ENTRIES SUPPLIED ▸
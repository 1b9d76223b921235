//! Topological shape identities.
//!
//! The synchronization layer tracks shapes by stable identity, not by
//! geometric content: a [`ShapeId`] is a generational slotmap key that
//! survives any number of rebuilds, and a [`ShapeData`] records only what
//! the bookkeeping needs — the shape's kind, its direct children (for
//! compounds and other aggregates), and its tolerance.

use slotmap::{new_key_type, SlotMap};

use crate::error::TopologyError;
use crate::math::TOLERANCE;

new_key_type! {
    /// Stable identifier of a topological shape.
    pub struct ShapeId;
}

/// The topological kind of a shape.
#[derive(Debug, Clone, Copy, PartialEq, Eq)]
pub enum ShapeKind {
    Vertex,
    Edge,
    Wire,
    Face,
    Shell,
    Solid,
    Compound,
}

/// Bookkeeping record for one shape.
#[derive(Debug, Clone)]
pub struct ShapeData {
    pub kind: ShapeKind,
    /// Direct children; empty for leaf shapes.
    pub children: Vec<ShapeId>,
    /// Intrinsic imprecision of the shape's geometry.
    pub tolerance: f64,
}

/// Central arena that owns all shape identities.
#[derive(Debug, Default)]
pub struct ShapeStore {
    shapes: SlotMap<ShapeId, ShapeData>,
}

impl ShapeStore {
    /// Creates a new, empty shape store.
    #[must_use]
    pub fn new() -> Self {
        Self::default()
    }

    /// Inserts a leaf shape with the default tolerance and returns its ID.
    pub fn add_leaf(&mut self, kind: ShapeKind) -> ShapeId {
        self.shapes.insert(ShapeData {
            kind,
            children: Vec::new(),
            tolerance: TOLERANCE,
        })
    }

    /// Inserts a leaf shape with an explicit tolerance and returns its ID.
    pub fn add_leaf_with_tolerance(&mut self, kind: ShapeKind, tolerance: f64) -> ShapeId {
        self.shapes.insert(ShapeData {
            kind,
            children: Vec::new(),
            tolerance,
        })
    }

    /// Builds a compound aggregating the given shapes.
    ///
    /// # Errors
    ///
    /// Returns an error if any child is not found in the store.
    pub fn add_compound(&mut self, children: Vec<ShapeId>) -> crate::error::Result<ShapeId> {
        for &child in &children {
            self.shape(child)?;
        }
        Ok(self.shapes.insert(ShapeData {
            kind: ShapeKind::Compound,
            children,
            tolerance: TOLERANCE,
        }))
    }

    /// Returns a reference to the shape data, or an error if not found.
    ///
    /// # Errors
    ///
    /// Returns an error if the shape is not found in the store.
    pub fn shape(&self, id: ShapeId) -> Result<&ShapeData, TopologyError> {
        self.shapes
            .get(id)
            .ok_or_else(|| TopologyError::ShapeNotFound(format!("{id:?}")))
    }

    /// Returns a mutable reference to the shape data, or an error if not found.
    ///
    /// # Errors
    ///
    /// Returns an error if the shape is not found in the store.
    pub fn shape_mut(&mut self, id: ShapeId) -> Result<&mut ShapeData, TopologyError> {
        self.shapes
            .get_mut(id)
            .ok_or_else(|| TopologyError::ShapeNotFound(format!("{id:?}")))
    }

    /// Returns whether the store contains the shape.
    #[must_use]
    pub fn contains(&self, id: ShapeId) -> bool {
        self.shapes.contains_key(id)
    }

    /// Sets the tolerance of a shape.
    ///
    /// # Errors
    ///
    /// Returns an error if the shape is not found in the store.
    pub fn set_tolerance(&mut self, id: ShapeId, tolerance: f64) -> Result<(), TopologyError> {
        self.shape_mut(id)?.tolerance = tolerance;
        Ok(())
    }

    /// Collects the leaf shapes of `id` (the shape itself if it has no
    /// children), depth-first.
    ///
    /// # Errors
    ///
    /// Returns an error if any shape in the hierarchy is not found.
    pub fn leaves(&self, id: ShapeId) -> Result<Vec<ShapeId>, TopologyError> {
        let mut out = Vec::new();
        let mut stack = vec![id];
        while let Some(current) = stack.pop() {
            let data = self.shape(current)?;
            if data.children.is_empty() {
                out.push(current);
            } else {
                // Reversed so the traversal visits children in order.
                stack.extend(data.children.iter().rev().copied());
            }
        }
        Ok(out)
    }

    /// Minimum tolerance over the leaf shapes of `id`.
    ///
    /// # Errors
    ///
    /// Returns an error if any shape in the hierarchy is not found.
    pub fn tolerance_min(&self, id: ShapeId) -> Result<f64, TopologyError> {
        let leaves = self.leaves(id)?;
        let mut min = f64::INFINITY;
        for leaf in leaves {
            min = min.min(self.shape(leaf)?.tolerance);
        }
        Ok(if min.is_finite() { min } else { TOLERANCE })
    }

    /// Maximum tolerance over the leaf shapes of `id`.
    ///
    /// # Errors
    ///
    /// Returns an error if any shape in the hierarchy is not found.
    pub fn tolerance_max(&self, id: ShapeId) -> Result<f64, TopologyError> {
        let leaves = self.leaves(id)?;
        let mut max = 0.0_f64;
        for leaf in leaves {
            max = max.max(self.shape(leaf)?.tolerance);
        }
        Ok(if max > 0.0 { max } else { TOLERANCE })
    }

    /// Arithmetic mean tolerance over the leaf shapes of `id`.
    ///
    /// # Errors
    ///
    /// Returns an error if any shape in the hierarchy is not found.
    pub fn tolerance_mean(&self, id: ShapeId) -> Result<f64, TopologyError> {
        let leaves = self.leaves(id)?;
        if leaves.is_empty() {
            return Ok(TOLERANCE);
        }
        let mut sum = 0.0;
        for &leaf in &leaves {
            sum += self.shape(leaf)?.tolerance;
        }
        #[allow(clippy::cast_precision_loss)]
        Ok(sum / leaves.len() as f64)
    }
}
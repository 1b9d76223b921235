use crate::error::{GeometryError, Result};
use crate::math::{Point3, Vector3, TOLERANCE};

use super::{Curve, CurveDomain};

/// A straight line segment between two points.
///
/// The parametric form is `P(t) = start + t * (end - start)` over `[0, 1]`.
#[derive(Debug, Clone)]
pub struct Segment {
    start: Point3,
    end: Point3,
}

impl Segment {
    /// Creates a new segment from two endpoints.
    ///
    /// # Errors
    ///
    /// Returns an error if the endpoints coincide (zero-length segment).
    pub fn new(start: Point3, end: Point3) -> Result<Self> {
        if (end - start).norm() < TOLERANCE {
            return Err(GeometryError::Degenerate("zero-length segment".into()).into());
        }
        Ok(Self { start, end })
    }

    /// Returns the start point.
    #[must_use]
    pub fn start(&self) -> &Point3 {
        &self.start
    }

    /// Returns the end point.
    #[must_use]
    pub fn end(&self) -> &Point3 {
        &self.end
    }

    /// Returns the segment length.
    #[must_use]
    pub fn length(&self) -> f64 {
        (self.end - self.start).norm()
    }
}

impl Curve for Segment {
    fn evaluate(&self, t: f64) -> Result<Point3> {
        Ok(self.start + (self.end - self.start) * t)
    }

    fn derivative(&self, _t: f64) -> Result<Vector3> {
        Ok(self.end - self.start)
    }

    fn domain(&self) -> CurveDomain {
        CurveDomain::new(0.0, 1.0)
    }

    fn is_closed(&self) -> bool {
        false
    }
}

TASK INSTRUCTIONS ▸ Write out the material above exactly, leaving out no line.

COMPLETED EXERCISE ▸
repository 1b9d76223b921235
//! Topological shape identities.
//!
//! The synchronization layer tracks shapes by stable identity, not by
//! geometric content: a [`ShapeId`] is a generational slotmap key that
//! survives any number of rebuilds, and a [`ShapeData`] records only what
//! the bookkeeping needs — the shape's kind, its direct children (for
//! compounds and other aggregates), and its tolerance.

use slotmap::{new_key_type, SlotMap};

use crate::error::TopologyError;
use crate::math::TOLERANCE;

new_key_type! {
    /// Stable identifier of a topological shape.
    pub struct ShapeId;
}

/// The topological kind of a shape.
#[derive(Debug, Clone, Copy, PartialEq, Eq)]
pub enum ShapeKind {
    Vertex,
    Edge,
    Wire,
    Face,
    Shell,
    Solid,
    Compound,
}

/// Bookkeeping record for one shape.
#[derive(Debug, Clone)]
pub struct ShapeData {
    pub kind: ShapeKind,
    /// Direct children; empty for leaf shapes.
    pub children: Vec<ShapeId>,
    /// Intrinsic imprecision of the shape's geometry.
    pub tolerance: f64,
}

/// Central arena that owns all shape identities.
#[derive(Debug, Default)]
pub struct ShapeStore {
    shapes: SlotMap<ShapeId, ShapeData>,
}

impl ShapeStore {
    /// Creates a new, empty shape store.
    #[must_use]
    pub fn new() -> Self {
        Self::default()
    }

    /// Inserts a leaf shape with the default tolerance and returns its ID.
    pub fn add_leaf(&mut self, kind: ShapeKind) -> ShapeId {
        self.shapes.insert(ShapeData {
            kind,
            children: Vec::new(),
            tolerance: TOLERANCE,
        })
    }

    /// Inserts a leaf shape with an explicit tolerance and returns its ID.
    pub fn add_leaf_with_tolerance(&mut self, kind: ShapeKind, tolerance: f64) -> ShapeId {
        self.shapes.insert(ShapeData {
            kind,
            children: Vec::new(),
            tolerance,
        })
    }

    /// Builds a compound aggregating the given shapes.
    ///
    /// # Errors
    ///
    /// Returns an error if any child is not found in the store.
    pub fn add_compound(&mut self, children: Vec<ShapeId>) -> crate::error::Result<ShapeId> {
        for &child in &children {
            self.shape(child)?;
        }
        Ok(self.shapes.insert(ShapeData {
            kind: ShapeKind::Compound,
            children,
            tolerance: TOLERANCE,
        }))
    }

    /// Returns a reference to the shape data, or an error if not found.
    ///
    /// # Errors
    ///
    /// Returns an error if the shape is not found in the store.
    pub fn shape(&self, id: ShapeId) -> Result<&ShapeData, TopologyError> {
        self.shapes
            .get(id)
            .ok_or_else(|| TopologyError::ShapeNotFound(format!("{id:?}")))
    }

    /// Returns a mutable reference to the shape data, or an error if not found.
    ///
    /// # Errors
    ///
    /// Returns an error if the shape is not found in the store.
    pub fn shape_mut(&mut self, id: ShapeId) -> Result<&mut ShapeData, TopologyError> {
        self.shapes
            .get_mut(id)
            .ok_or_else(|| TopologyError::ShapeNotFound(format!("{id:?}")))
    }

    /// Returns whether the store contains the shape.
    #[must_use]
    pub fn contains(&self, id: ShapeId) -> bool {
        self.shapes.contains_key(id)
    }

    /// Sets the tolerance of a shape.
    ///
    /// # Errors
    ///
    /// Returns an error if the shape is not found in the store.
    pub fn set_tolerance(&mut self, id: ShapeId, tolerance: f64) -> Result<(), TopologyError> {
        self.shape_mut(id)?.tolerance = tolerance;
        Ok(())
    }

    /// Collects the leaf shapes of `id` (the shape itself if it has no
    /// children), depth-first.
    ///
    /// # Errors
    ///
    /// Returns an error if any shape in the hierarchy is not found.
    pub fn leaves(&self, id: ShapeId) -> Result<Vec<ShapeId>, TopologyError> {
        let mut out = Vec::new();
        let mut stack = vec![id];
        while let Some(current) = stack.pop() {
            let data = self.shape(current)?;
            if data.children.is_empty() {
                out.push(current);
            } else {
                // Reversed so the traversal visits children in order.
                stack.extend(data.children.iter().rev().copied());
            }
        }
        Ok(out)
    }

    /// Minimum tolerance over the leaf shapes of `id`.
    ///
    /// # Errors
    ///
    /// Returns an error if any shape in the hierarchy is not found.
    pub fn tolerance_min(&self, id: ShapeId) -> Result<f64, TopologyError> {
        let leaves = self.leaves(id)?;
        let mut min = f64::INFINITY;
        for leaf in leaves {
            min = min.min(self.shape(leaf)?.tolerance);
        }
        Ok(if min.is_finite() { min } else { TOLERANCE })
    }

    /// Maximum tolerance over the leaf shapes of `id`.
    ///
    /// # Errors
    ///
    /// Returns an error if any shape in the hierarchy is not found.
    pub fn tolerance_max(&self, id: ShapeId) -> Result<f64, TopologyError> {
        let leaves = self.leaves(id)?;
        let mut max = 0.0_f64;
        for leaf in leaves {
            max = max.max(self.shape(leaf)?.tolerance);
        }
        Ok(if max > 0.0 { max } else { TOLERANCE })
    }

    /// Arithmetic mean tolerance over the leaf shapes of `id`.
    ///
    /// # Errors
    ///
    /// Returns an error if any shape in the hierarchy is not found.
    pub fn tolerance_mean(&self, id: ShapeId) -> Result<f64, TopologyError> {
        let leaves = self.leaves(id)?;
        if leaves.is_empty() {
            return Ok(TOLERANCE);
        }
        let mut sum = 0.0;
        for &leaf in &leaves {
            sum += self.shape(leaf)?.tolerance;
        }
        #[allow(clippy::cast_precision_loss)]
        Ok(sum / leaves.len() as f64)
    }
}
repository 1b9d76223b921235
use crate::error::{GeometryError, Result};
use crate::math::{Point3, Vector3, TOLERANCE};

use super::{Curve, CurveDomain};

/// A straight line segment between two points.
///
/// The parametric form is `P(t) = start + t * (end - start)` over `[0, 1]`.
#[derive(Debug, Clone)]
pub struct Segment {
    start: Point3,
    end: Point3,
}

impl Segment {
    /// Creates a new segment from two endpoints.
    ///
    /// # Errors
    ///
    /// Returns an error if the endpoints coincide (zero-length segment).
    pub fn new(start: Point3, end: Point3) -> Result<Self> {
        if (end - start).norm() < TOLERANCE {
            return Err(GeometryError::Degenerate("zero-length segment".into()).into());
        }
        Ok(Self { start, end })
    }

    /// Returns the start point.
    #[must_use]
    pub fn start(&self) -> &Point3 {
        &self.start
    }

    /// Returns the end point.
    #[must_use]
    pub fn end(&self) -> &Point3 {
        &self.end
    }

    /// Returns the segment length.
    #[must_use]
    pub fn length(&self) -> f64 {
        (self.end - self.start).norm()
    }
}

impl Curve for Segment {
    fn evaluate(&self, t: f64) -> Result<Point3> {
        Ok(self.start + (self.end - self.start) * t)
    }

    fn derivative(&self, _t: f64) -> Result<Vector3> {
        Ok(self.end - self.start)
    }

    fn domain(&self) -> CurveDomain {
        CurveDomain::new(0.0, 1.0)
    }

    fn is_closed(&self) -> bool {
        false
    }
}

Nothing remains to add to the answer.